Outra mudança ocorrida neste setor foi em relação à Nota Fiscal. A legislação fiscal vigente impôs nova obrigatoriedade de identificação do CPF ou CNPJ do intermediador ou do agenciador de transação comercial em ambiente virtual ou presencial nas notas fiscais eletrônicas e ao consumidor (NF-e e NFC-e, de acordo com ajustes sinief 21 e 22/2020) a partir de abril de 2021.
Para que as empresas estejam de acordo com a legislação tributária, os departamentos fiscais devem se adequar ao compliance para minimização de riscos com atenção a quatro pilares. O primeiro e principal é o cálculo de tributos desde a entrada da mercadoria, afinal, tudo o que chega dentro dos conformes tem tendência de sair de forma correta. O segundo pilar é a gestão de documentos fiscais, uma vez que não adianta calcular o tributo certo se a nota foi emitida incorretamente, ou se não há a validação da nota. O terceiro corresponde à apuração do tributo e geração da guia de contribuição acessória como desdobramento dos pilares anteriores.
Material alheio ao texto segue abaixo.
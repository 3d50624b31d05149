//! Zone state machines
//!
//! One [`ZoneStateMachine`] per configured zone, plus the position tracker
//! that keeps a playing zone's position fresh.

mod machine;
mod position;

pub use machine::{clamp_volume, PlaylistSelector, ZoneContext, ZoneStateMachine};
O quarto e último fator que interliga todos os pilares é o conteúdo fiscal, que necessita ser atualizado diariamente com todas alíquotas e benefícios, uma vez que a legislação tributária do Brasil tem uma média de 45 alterações fiscais por dia útil, segundo levantamento do Instituto Brasileiro de Planejamento e Tributação (IBPT). Nessa tarefa, a tecnologia, por meio de motores de cálculo, surge como aliada para atualizar o conteúdo e automatizar o processo, gerando maior visibilidade e transparência dos tributos em cada transação para todos os elos da cadeia do marketplace.
Com a crise econômica causada pela pandemia, os governos precisarão recuperar a arrecadação, portanto as empresas devem redobrar o cuidado para garantir o compliance fiscal, a fim de evitar prejuízos com a incidência de multas e juros sobre inconsistências no recolhimento, e garantir um caixa saudável para 2021.
(*) – É diretora de Conteúdo da Avalara Brasil (www.avalara.com/br).